Seorang raja bersama pengiringnya yang baru saja keluar dari istananya untuk menikmati udara pagi, berpapasan dengan seorang peminta-minta. Sang raja menyapa sang peminta-minta:
-- Apa yang engkau inginkan dari beta?
Sang peminta-minta tersenyum dan berkata:
-- Tuanku bertanya kepada patik seakan-akan tuanku dapat memenuhi permintaan patik.
Sang raja merasa tertantang:
-- Tentu saja beta dapat memenuhi permintaanmu. Apa yang engkau minta, katakanlah.

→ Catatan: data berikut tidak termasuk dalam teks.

//! Round-robin selection.

use std::sync::atomic::{AtomicUsize, Ordering};

use super::{Candidate, PolicyResult, Selection, SelectionPolicy};
use crate::model::Labeler;

/// Cycles through the candidate list; the cursor advances on every
/// successful choice.
#[derive(Debug, Default)]
pub struct RoundRobinPolicy {
    cursor: AtomicUsize,
}

impl RoundRobinPolicy {
    pub fn new() -> Self {
        Self::default()
    }
}

impl SelectionPolicy for RoundRobinPolicy {
    fn name(&self) -> &'static str {
        "round_robin"
    }

    fn select(&self, _labeler: &Labeler, candidates: &[Candidate]) -> PolicyResult<Selection> {
        if candidates.is_empty() {
            return Ok(Selection::NoSamples);
        }
        let index = self.cursor.fetch_add(1, Ordering::Relaxed) % candidates.len();
        Ok(Selection::Chosen(candidates[index].clone()))
    }
}

#[cfg(test)]
mod tests {
    use super::*;
    use crate::policy::test_support::candidates;

    fn chosen_id(selection: Selection) -> String {
        match selection {
            Selection::Chosen(c) => c.sample_id,
            Selection::NoSamples => panic!("expected a choice"),
        }
    }

    #[test]
    fn cycles_through_candidates() {
        let policy = RoundRobinPolicy::new();
        let labeler = Labeler::new("t-1", "alice");
        let pool = candidates(&["s-1", "s-2", "s-3"]);

        let picks: Vec<String> = (0..4)
            .map(|_| chosen_id(policy.select(&labeler, &pool).unwrap()))
            .collect();
        assert_eq!(picks, ["s-1", "s-2", "s-3", "s-1"]);
    }

    #[test]
    fn empty_pool_is_no_samples() {
        let policy = RoundRobinPolicy::new();
        let labeler = Labeler::new("t-1", "alice");
        assert!(matches!(
            policy.select(&labeler, &[]).unwrap(),
            Selection::NoSamples
        ));
    }
}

Maka menjawablah sang peminta-minta:
-- Berpikirlah dua kali, hai tuanku, sebelum tuanku menjanjikan apa-apa.
Rupanya sang peminta-minta bukan sembarang peminta-minta. Namun sang raja tidak merasakan hal itu, bahkan sang raja timbul rasa angkuhnya karena mendapat nasihat dari sang peminta-minta yang menurut sang raja tidak patut dilakukan oleh orang yang hina itu.

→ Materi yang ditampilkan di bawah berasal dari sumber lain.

//! Property tests for the privacy primitives: signed URLs, pseudonyms,
//! retention arithmetic, and agreement bounds.

use chrono::{Duration, TimeZone, Utc};
use proptest::prelude::*;

use anvil::agreement::{compute_cohen, compute_fleiss, compute_krippendorff, Observation};
use anvil::core::{Clock, FixedClock};
use anvil::model::schema::FieldMetadata;
use anvil::privacy::pseudonym::{PseudonymGenerator, PSEUDONYM_PREFIX};
use anvil::privacy::retention::{expiration_date, is_expired};
use anvil::privacy::signed_url::{self, secure_compare, SignedUrlError, SignedUrlOptions};

fn clock() -> FixedClock {
    FixedClock::new(Utc.with_ymd_and_hms(2024, 5, 1, 12, 0, 0).unwrap())
}

fn obs(triples: &[(String, String, String)]) -> Vec<Observation> {
    triples
        .iter()
        .map(|(sample, rater, value)| Observation {
            sample_id: sample.clone(),
            rater_id: rater.clone(),
            value: value.clone(),
        })
        .collect()
}

proptest! {
    #[test]
    fn signed_url_round_trip(
        resource in "[a-zA-Z0-9_./ -]{1,40}",
        secret in proptest::collection::vec(any::<u8>(), 16..64),
        tenant in proptest::option::of("[a-z0-9-]{1,16}"),
    ) {
        let clock = clock();
        let mut options = SignedUrlOptions::default()
            .with_base_url("https://assets.anvil.dev/files");
        if let Some(tenant) = &tenant {
            options = options.with_tenant(tenant.clone());
        }

        let url = signed_url::generate(&resource, &secret, &options, &clock);
        let verified = signed_url::verify(&url, &secret, tenant.as_deref(), &clock).unwrap();
        prop_assert_eq!(verified, resource);
    }

    #[test]
    fn signed_url_rejects_a_different_secret(
        resource in "[a-zA-Z0-9_-]{1,40}",
        secret in proptest::collection::vec(any::<u8>(), 16..64),
        other in proptest::collection::vec(any::<u8>(), 16..64),
    ) {
        prop_assume!(secret != other);
        let clock = clock();
        let options = SignedUrlOptions::default().with_base_url("https://x");

        let url = signed_url::generate(&resource, &secret, &options, &clock);
        prop_assert_eq!(
            signed_url::verify(&url, &other, None, &clock),
            Err(SignedUrlError::InvalidSignature)
        );
    }

    #[test]
    fn secure_compare_agrees_with_equality(
        a in proptest::collection::vec(any::<u8>(), 0..64),
        b in proptest::collection::vec(any::<u8>(), 0..64),
    ) {
        prop_assert_eq!(secure_compare(&a, &b), a == b);
    }

    #[test]
    fn pseudonyms_are_pure_and_well_formed(
        external in "[a-zA-Z0-9@._-]{1,40}",
        tenant in "[a-z0-9-]{1,16}",
    ) {
        let generator =
            PseudonymGenerator::new(b"0123456789abcdef0123456789abcdef").unwrap();

        let first = generator.generate(&external, &tenant);
        let second = generator.generate(&external, &tenant);
        prop_assert_eq!(&first, &second);

        let hex_part = first.strip_prefix(PSEUDONYM_PREFIX).unwrap();
        prop_assert_eq!(hex_part.len(), 16);
        prop_assert!(hex_part
            .chars()
            .all(|c| c.is_ascii_hexdigit() && !c.is_ascii_uppercase()));
    }

    #[test]
    fn retention_boundary_is_exact(days in 1u32..4000, offset_secs in -864000i64..864000) {
        let submitted = Utc.with_ymd_and_hms(2024, 1, 1, 0, 0, 0).unwrap();
        let metadata = FieldMetadata {
            retention_days: Some(days),
            ..FieldMetadata::default()
        };

        let expires = expiration_date(&metadata, submitted).unwrap();
        let now = expires + Duration::seconds(offset_secs);
        prop_assert_eq!(is_expired(&metadata, submitted, now), offset_secs >= 0);
    }

    #[test]
    fn indefinite_retention_never_expires(offset_days in 0i64..100_000) {
        let submitted = Utc.with_ymd_and_hms(2024, 1, 1, 0, 0, 0).unwrap();
        let metadata = FieldMetadata::default();
        prop_assert!(expiration_date(&metadata, submitted).is_none());
        prop_assert!(!is_expired(
            &metadata,
            submitted,
            submitted + Duration::days(offset_days)
        ));
    }

    #[test]
    fn perfect_agreement_scores_one_for_every_metric(
        categories in proptest::collection::vec("[a-d]", 2..12),
    ) {
        // Two raters agreeing on every sample, three raters likewise.
        let pairs: Vec<(String, String, String)> = categories
            .iter()
            .enumerate()
            .flat_map(|(i, value)| {
                ["r1", "r2"].iter().map(move |rater| {
                    (format!("s{i}"), rater.to_string(), value.clone())
                })
            })
            .collect();
        let observations = obs(&pairs);

        let cohen = compute_cohen(&observations).unwrap();
        prop_assert!((cohen - 1.0).abs() < 1e-9);

        let krippendorff = compute_krippendorff(&observations).unwrap();
        prop_assert!((krippendorff - 1.0).abs() < 1e-9);

        let triples: Vec<(String, String, String)> = categories
            .iter()
            .enumerate()
            .flat_map(|(i, value)| {
                ["r1", "r2", "r3"].iter().map(move |rater| {
                    (format!("s{i}"), rater.to_string(), value.clone())
                })
            })
            .collect();
        let fleiss = compute_fleiss(&obs(&triples)).unwrap();
        prop_assert!((fleiss - 1.0).abs() < 1e-9);
    }
}

#[test]
fn signed_url_expiry_is_observed() {
    let clock = clock();
    let options = SignedUrlOptions::default()
        .with_base_url("https://assets.anvil.dev/files")
        .with_expires_in(Duration::seconds(1));

    let secret = b"a-long-enough-signing-secret-for-tests";
    let url = signed_url::generate("asset-9", secret, &options, &clock);
    assert!(signed_url::verify(&url, secret, None, &clock).is_ok());

    // Wait out the lifetime (simulated).
    clock.advance(Duration::seconds(2));
    assert_eq!(
        signed_url::verify(&url, secret, None, &clock),
        Err(SignedUrlError::Expired)
    );
    // now == expires_at is already expired.
    let clock2 = FixedClock::new(clock.now() - Duration::seconds(1));
    assert_eq!(
        signed_url::verify(&url, secret, None, &clock2),
        Err(SignedUrlError::Expired)
    );
}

-- Sudah beta katakan, apapun permintaanmu dapat beta penuhi. Beta adalah raja yang paling berkuasa dan kaya-raya. Apa sih keinginanmu itu yang tak dapat beta kabulkan?
Maka berkatalah sang peminta-minta:
-- Permintaan patik sederhana saja. Tuanku lihat mangkuk penadah sedekah ini? Dapatkah tuanku mengisinya penuh dengan apa yang tuanku inginkan.

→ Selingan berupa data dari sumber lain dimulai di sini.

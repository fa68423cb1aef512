//! Forward payload migrations between schema versions.
//!
//! A migration is a registered transform that rewrites a payload from one
//! version's shape to the next. The engine batches labels out of the
//! store, applies the transform, validates the result against the target
//! definition, and reports per-label failures without aborting the run.

use std::collections::HashMap;
use std::sync::Arc;
use thiserror::Error;

use super::fields::validate_payload;
use crate::model::JsonMap;
use crate::store::{Store, StoreError};

/// Default number of labels pulled per batch.
pub const DEFAULT_BATCH_SIZE: usize = 100;

/// A payload rewrite from one schema version to the next.
pub trait PayloadTransform: Send + Sync {
    /// Registry name; schema versions reference it via
    /// `transform_from_previous`.
    fn name(&self) -> &str;

    /// Rewrite a payload into the target version's shape.
    fn apply(&self, payload: &JsonMap) -> Result<JsonMap, String>;
}

/// Migration errors that abort the whole run (per-label failures do not).
#[derive(Error, Debug)]
pub enum MigrationError {
    #[error("no transform registered under {0:?}")]
    TransformNotRegistered(String),

    #[error("target version {0} declares no transform_from_previous")]
    NoTransformDeclared(String),

    #[error("store error: {0}")]
    Store(#[from] StoreError),
}

pub type MigrationResult<T> = Result<T, MigrationError>;

/// One label that failed to migrate.
#[derive(Debug, Clone)]
pub struct MigrationItemError {
    pub label_id: String,
    pub message: String,
}

/// Outcome of a migration run.
#[derive(Debug, Clone, Default)]
pub struct MigrationReport {
    pub migrated: usize,
    pub failed: usize,
    pub errors: Vec<MigrationItemError>,
    /// True when the run counted without writing.
    pub dry_run: bool,
}

/// Holds registered transforms and drives batched migrations.
pub struct MigrationEngine {
    transforms: HashMap<String, Arc<dyn PayloadTransform>>,
    batch_size: usize,
}

impl Default for MigrationEngine {
    fn default() -> Self {
        Self::new()
    }
}

impl MigrationEngine {
    pub fn new() -> Self {
        Self {
            transforms: HashMap::new(),
            batch_size: DEFAULT_BATCH_SIZE,
        }
    }

    pub fn with_batch_size(mut self, batch_size: usize) -> Self {
        self.batch_size = batch_size.max(1);
        self
    }

    /// Register a transform under its name.
    pub fn register(&mut self, transform: Arc<dyn PayloadTransform>) {
        self.transforms
            .insert(transform.name().to_string(), transform);
    }

    /// Migrate every live label on `from_version_id` to
    /// `to_version_id`. The target version must declare the transform to
    /// apply. `dry_run` counts successes and failures without writing.
    pub async fn migrate(
        &self,
        store: &dyn Store,
        tenant_id: &str,
        from_version_id: &str,
        to_version_id: &str,
        dry_run: bool,
    ) -> MigrationResult<MigrationReport> {
        let target = store.get_schema_version(to_version_id, tenant_id).await?;
        let transform_name = target
            .transform_from_previous
            .clone()
            .ok_or_else(|| MigrationError::NoTransformDeclared(to_version_id.to_string()))?;
        let transform = self
            .transforms
            .get(&transform_name)
            .cloned()
            .ok_or(MigrationError::TransformNotRegistered(transform_name))?;

        let mut report = MigrationReport {
            dry_run,
            ..MigrationReport::default()
        };

        let mut offset = 0;
        loop {
            let batch = store
                .list_version_labels(from_version_id, tenant_id, offset, self.batch_size)
                .await?;
            if batch.is_empty() {
                break;
            }
            // Dry runs never write, so the window has to move past the
            // labels already examined; live runs re-home labels onto the
            // target version, shrinking the source listing instead.
            if dry_run {
                offset += batch.len();
            }

            for label in batch {
                let outcome = transform
                    .apply(&label.payload)
                    .and_then(|migrated| {
                        validate_payload(&target.definition, &migrated)
                            .map(|_| migrated)
                            .map_err(|errors| {
                                errors
                                    .iter()
                                    .map(|e| format!("{}: {}", e.field, e.message))
                                    .collect::<Vec<_>>()
                                    .join("; ")
                            })
                    });

                match outcome {
                    Ok(migrated) => {
                        if !dry_run {
                            store
                                .rewrite_label_payload(
                                    &label.id,
                                    tenant_id,
                                    migrated,
                                    Some(to_version_id.to_string()),
                                )
                                .await?;
                        }
                        report.migrated += 1;
                    }
                    Err(message) => {
                        report.failed += 1;
                        report.errors.push(MigrationItemError {
                            label_id: label.id.clone(),
                            message,
                        });
                        // Failed labels stay on the source version; step
                        // past them so live runs make progress too.
                        if !dry_run {
                            offset += 1;
                        }
                    }
                }
            }
        }

        tracing::info!(
            from = from_version_id,
            to = to_version_id,
            migrated = report.migrated,
            failed = report.failed,
            dry_run,
            "schema migration finished"
        );
        Ok(report)
    }
}
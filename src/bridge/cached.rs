//! Caching bridge variant.
//!
//! A TTL cache in front of any primary bridge. Batch fetches degrade
//! gracefully: when the primary errors but some of the requested ids are
//! cached, the cached subset is returned with a warning instead of the
//! error. Warming prefetches with bounded concurrency and swallows
//! per-sample failures.

use async_trait::async_trait;
use futures::stream::{self, StreamExt};
use moka::future::Cache;
use std::sync::Arc;
use std::time::Duration;

use super::{
    BatchFetch, BridgeError, BridgeResult, FetchOptions, SampleBridge, SampleDto,
    DEFAULT_FETCH_TIMEOUT,
};
use crate::core::{TelemetryEvent, TelemetrySink};

/// Concurrent fetches during cache warming.
const WARM_CONCURRENCY: usize = 10;

/// Default cache capacity in entries.
const DEFAULT_CAPACITY: u64 = 10_000;

/// TTL cache over a primary [`SampleBridge`].
pub struct CachedBridge {
    primary: Arc<dyn SampleBridge>,
    cache: Cache<String, SampleDto>,
    telemetry: Arc<dyn TelemetrySink>,
}

impl CachedBridge {
    pub fn new(
        primary: Arc<dyn SampleBridge>,
        ttl: Duration,
        telemetry: Arc<dyn TelemetrySink>,
    ) -> Self {
        let cache = Cache::builder()
            .time_to_live(ttl)
            .max_capacity(DEFAULT_CAPACITY)
            .build();
        Self {
            primary,
            cache,
            telemetry,
        }
    }

    fn emit(&self, name: &str, sample_id: &str) {
        self.telemetry
            .emit(TelemetryEvent::new([name]).tag("sample_id", sample_id));
    }

    /// Drop one entry.
    pub async fn invalidate(&self, id: &str) {
        self.cache.invalidate(id).await;
    }

    /// Drop everything.
    pub fn clear(&self) {
        self.cache.invalidate_all();
    }

    /// Prefetch `ids` with bounded concurrency and a per-fetch timeout.
    /// Failures are logged and otherwise silent; returns how many entries
    /// were cached.
    pub async fn warm_cache(&self, ids: &[String]) -> usize {
        let results = stream::iter(ids.to_vec())
            .map(|id| {
                let primary = Arc::clone(&self.primary);
                async move {
                    let fetched = tokio::time::timeout(
                        DEFAULT_FETCH_TIMEOUT,
                        primary.fetch_sample(&id, &FetchOptions::default()),
                    )
                    .await;
                    (id, fetched)
                }
            })
            .buffer_unordered(WARM_CONCURRENCY)
            .collect::<Vec<_>>()
            .await;

        let mut warmed = 0;
        for (id, fetched) in results {
            match fetched {
                Ok(Ok(sample)) => {
                    self.cache.insert(id, sample).await;
                    warmed += 1;
                }
                Ok(Err(err)) => {
                    tracing::debug!(sample_id = %id, %err, "cache warm fetch failed");
                }
                Err(_) => {
                    tracing::debug!(sample_id = %id, "cache warm fetch timed out");
                }
            }
        }
        warmed
    }
}

#[async_trait]
impl SampleBridge for CachedBridge {
    async fn fetch_sample(&self, id: &str, opts: &FetchOptions) -> BridgeResult<SampleDto> {
        if !opts.bypass_cache {
            if let Some(sample) = self.cache.get(id).await {
                self.emit("cache_hit", id);
                return Ok(sample);
            }
        }

        let sample = self.primary.fetch_sample(id, opts).await?;
        self.cache.insert(id.to_string(), sample.clone()).await;
        if !opts.bypass_cache {
            self.emit("cache_miss", id);
        }
        Ok(sample)
    }

    async fn fetch_samples(
        &self,
        ids: &[String],
        opts: &FetchOptions,
    ) -> BridgeResult<BatchFetch> {
        if opts.bypass_cache {
            let batch = self.primary.fetch_samples(ids, opts).await?;
            for sample in &batch.samples {
                self.cache.insert(sample.id.clone(), sample.clone()).await;
            }
            return Ok(batch);
        }

        let mut cached = Vec::new();
        let mut uncached = Vec::new();
        for id in ids {
            match self.cache.get(id).await {
                Some(sample) => {
                    self.emit("cache_hit", id);
                    cached.push(sample);
                }
                None => uncached.push(id.clone()),
            }
        }

        if uncached.is_empty() {
            return Ok(BatchFetch {
                samples: cached,
                missing: Vec::new(),
                warning: None,
            });
        }

        match self.primary.fetch_samples(&uncached, opts).await {
            Ok(mut batch) => {
                for sample in &batch.samples {
                    self.emit("cache_miss", &sample.id);
                    self.cache.insert(sample.id.clone(), sample.clone()).await;
                }
                batch.samples.extend(cached);
                batch
                    .samples
                    .sort_by(|a, b| a.id.cmp(&b.id));
                Ok(batch)
            }
            Err(err) if !cached.is_empty() => {
                // Serve what we have rather than failing the whole batch.
                tracing::warn!(%err, served = cached.len(), requested = ids.len(),
                    "primary fetch failed, serving cached subset");
                Ok(BatchFetch {
                    samples: cached,
                    missing: Vec::new(),
                    warning: Some(format!("primary fetch failed: {err}")),
                })
            }
            Err(err) => Err(err),
        }
    }

    async fn verify_exists(&self, id: &str) -> BridgeResult<bool> {
        if self.cache.get(id).await.is_some() {
            return Ok(true);
        }
        self.primary.verify_exists(id).await
    }

    async fn fetch_version(&self, id: &str) -> BridgeResult<String> {
        // Version checks always consult the primary; a cached document may
        // be a TTL behind.
        self.primary.fetch_version(id).await
    }
}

Bukan main, sang peminta-minta berkata sebaliknya "apa saja tuanku imginkan". Maka dengan geram sang raja memanggil bendahara kerajaan yang ikut dalam rombongan itu.
-- Isikan penuh mangkuk orang hina ini dengan emas.
Bendahara kerajaan membuka pundi-pundinya yang berisi emas lalu dituangkannya emas dari pundi-pundi itu ke dalam mangkuk sedekah sang peminta-minta. Aneh, pundi-pundi besar yang berisi emas itu tidak dapat mengisi penuh mangkuk itu.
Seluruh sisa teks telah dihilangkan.